Adicionando à resposta de Simon, o GDPR é mais sobre processos do que sistemas de TI, se você o examinar com mais detalhes. Claro, existem algumas coisas técnicas (principalmente criptografia e pseudonimização), mas, na maior parte, determina o que você pode fazer com os dados. Lembre-se de tudo o que se segue, que eu não sou advogado - apenas alguém com alguma experiência em preparar suas coisas para o GDPR.
TL; DR: os próprios dispositivos não podem ser compatíveis ou não com eles mesmos. As câmeras podem ser complicadas. Em relação à sua pergunta sobre certificação, a resposta parece não ser ainda .
Algumas coisas gerais sobre o RGPD
Antes de tudo, define um mecanismo de aceitação específico para os dados do cliente. Isso significa que, como entidade legal de processamento de dados, você precisará manter um registro do cliente que concede esse consentimento e esse consentimento deve especificar quais dados serão usados e para quais finalidades eles serão utilizados. Consulte as seções 2.4 e 2.5 do Wiki .
Em segundo lugar, concede ao usuário o direito expresso de obter todos os dados que a empresa armazenou sobre ele. Isso significa que todos os dados em todos os sistemas que podem ser vinculados ao usuário específico devem ser fornecidos. Você pode imaginar que em empresas maiores, onde todos os tipos de sistemas mantêm dados que de alguma forma estão conectados a um usuário que é meio aborrecido. Eu acho que a Netflix se diverte com isso, se você olhar para os sistemas deles:
Fonte (Slide 12)
Os artigos a seguir dão o direito de retificar dados incorretos e apagá- los completamente - é claro, apenas se nenhuma outra lei exigir que você mantenha os dados (por exemplo, leis tributárias ou de auditoria de contas).
É claro que há muitas armadilhas nos outros quarenta e poucos artigos dos primeiros cinquenta que definem suas responsabilidades e direitos do consumidor que eu nem mencionei. Como não poder colocar os dados em nenhum lugar onde os padrões da UE não sejam atendidos - que, se você ler, a coisa parece estar em toda parte, certamente não nos EUA .
Considerações sobre a câmera
Outra coisa interessante que pode afetar um dispositivo é o artigo 32 - "segurança do processamento" - que é um pouco confuso, mas se sua câmera estiver na frente de um edifício médico, pode-se argumentar que você precisa de criptografia de ponta a ponta com a criptografia de todos os dados em repouso na câmera também.

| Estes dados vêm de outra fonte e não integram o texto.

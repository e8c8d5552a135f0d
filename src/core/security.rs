use jsonwebtoken::{decode, encode, Algorithm, DecodingKey, EncodingKey, Validation};
use serde::{Deserialize, Serialize};
use thiserror::Error;
use time::OffsetDateTime;
use uuid::Uuid;

use crate::core::config::Settings;
use crate::db::types::UserRole;

#[derive(Debug, Error)]
pub(crate) enum SecurityError {
    #[error("jwt encoding failed")]
    JwtEncoding,
    #[error("jwt decoding failed")]
    JwtDecoding,
    #[error("invalid subject claim")]
    InvalidSubject,
    #[error("unsupported jwt algorithm: {0}")]
    UnsupportedAlgorithm(String),
}

/// Tokens are issued elsewhere; the claims are trusted verbatim once the signature checks out.
#[derive(Debug, Serialize, Deserialize)]
pub(crate) struct Claims {
    pub(crate) sub: String,
    pub(crate) role: UserRole,
    pub(crate) exp: i64,
}

impl Claims {
    pub(crate) fn user_id(&self) -> Result<Uuid, SecurityError> {
        Uuid::parse_str(&self.sub).map_err(|_| SecurityError::InvalidSubject)
    }
}

#[cfg_attr(not(test), allow(dead_code))]
pub(crate) fn create_access_token(
    user_id: Uuid,
    role: UserRole,
    settings: &Settings,
    expires_in: time::Duration,
) -> Result<String, SecurityError> {
    let algorithm = algorithm_from_settings(settings)?;
    let expire = OffsetDateTime::now_utc() + expires_in;

    let claims = Claims { sub: user_id.to_string(), role, exp: expire.unix_timestamp() };

    encode(
        &jsonwebtoken::Header::new(algorithm),
        &claims,
        &EncodingKey::from_secret(settings.security().secret_key.as_bytes()),
    )
    .map_err(|_| SecurityError::JwtEncoding)
}

pub(crate) fn verify_token(token: &str, settings: &Settings) -> Result<Claims, SecurityError> {
    let algorithm = algorithm_from_settings(settings)?;
    let mut validation = Validation::new(algorithm);
    validation.validate_exp = true;
    validation.required_spec_claims.insert("exp".to_string());
    validation.required_spec_claims.insert("sub".to_string());

    decode::<Claims>(
        token,
        &DecodingKey::from_secret(settings.security().secret_key.as_bytes()),
        &validation,
    )
    .map(|data| data.claims)
    .map_err(|_| SecurityError::JwtDecoding)
}

fn algorithm_from_settings(settings: &Settings) -> Result<Algorithm, SecurityError> {
    match settings.security().algorithm.as_str() {
        "HS256" => Ok(Algorithm::HS256),
        "HS384" => Ok(Algorithm::HS384),
        "HS512" => Ok(Algorithm::HS512),
        other => Err(SecurityError::UnsupportedAlgorithm(other.to_string())),
    }
}

#[cfg(test)]
mod tests {
    use super::*;
    use crate::test_support;

    #[tokio::test]
    async fn jwt_roundtrip_keeps_role() {
        let _guard = test_support::env_lock().await;
        test_support::set_test_env();
        let settings = Settings::load().expect("settings");
        let user_id = Uuid::new_v4();

        let token =
            create_access_token(user_id, UserRole::Admin, &settings, time::Duration::minutes(1))
                .expect("token");
        let claims = verify_token(&token, &settings).expect("claims");

        assert_eq!(claims.user_id().expect("uuid"), user_id);
        assert_eq!(claims.role, UserRole::Admin);
    }

    #[tokio::test]
    async fn expired_token_is_rejected() {
        let _guard = test_support::env_lock().await;
        test_support::set_test_env();
        let settings = Settings::load().expect("settings");

        let token = create_access_token(
            Uuid::new_v4(),
            UserRole::Student,
            &settings,
            time::Duration::minutes(-10),
        )
        .expect("token");

        assert!(matches!(verify_token(&token, &settings), Err(SecurityError::JwtDecoding)));
    }

    #[tokio::test]
    async fn token_signed_with_other_key_is_rejected() {
        let _guard = test_support::env_lock().await;
        test_support::set_test_env();
        let settings = Settings::load().expect("settings");
        let token = create_access_token(
            Uuid::new_v4(),
            UserRole::Student,
            &settings,
            time::Duration::minutes(5),
        )
        .expect("token");

        std::env::set_var("SECRET_KEY", "a-different-secret");
        let other = Settings::load().expect("settings");
        test_support::set_test_env();

        assert!(verify_token(&token, &other).is_err());
    }

    #[test]
    fn non_uuid_subject_is_invalid() {
        let claims = Claims { sub: "user-123".to_string(), role: UserRole::Student, exp: 0 };
        assert!(matches!(claims.user_id(), Err(SecurityError::InvalidSubject)));
    }
}
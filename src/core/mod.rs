pub(crate) mod config;
pub(crate) mod metrics;
pub(crate) mod redis;
pub(crate) mod security;
pub(crate) mod shutdown;
pub(crate) mod state;
pub(crate) mod telemetry;
pub(crate) mod time;
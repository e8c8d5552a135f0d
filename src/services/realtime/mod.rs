pub(crate) mod events;
pub(crate) mod feed;
pub(crate) mod hub;
pub(crate) mod relay;

pub(crate) use events::{RealtimeEvent, Topic};
pub(crate) use feed::ActivityFeed;
pub(crate) use hub::{BroadcastError, Broadcaster, LocalHub};
pub(crate) use relay::RedisRelay;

Tendo em conta o estado da arte, os custos de implementação e a natureza, escopo, contexto e finalidades do processamento, bem como o risco de probabilidade e severidade variáveis dos direitos e liberdades das pessoas físicas, o controlador e o processador devem implementar Medidas técnicas e organizacionais adequadas para garantir um nível de segurança adequado ao risco, incluindo, entre outros, conforme apropriado:
(a) pseudonimização e criptografia de dados pessoais;
(b) a capacidade de garantir a confidencialidade, integridade, disponibilidade e resiliência contínuas dos sistemas e serviços de processamento;
(c) a capacidade de restaurar a disponibilidade e o acesso a dados pessoais em tempo hábil no caso de um incidente físico ou técnico;
(d) um processo para testar regularmente, avaliar e avaliar a eficácia das medidas técnicas e organizacionais para garantir a segurança do processamento.
Como após a legislação da UE a imagem de uma pessoa é (felizmente) considerada como dados pessoais, você provavelmente precisará pseudonimizar ou criptografar as fotos ou o vídeo.
Em certificações
Não consegui encontrar nenhum baseado no próprio regulamento. É claro que existem muitas pessoas que vendem a você "certificações" que parecem GDPR, mas nenhuma (que eu pude encontrar) parece atender aos requisitos do regulamento até hoje.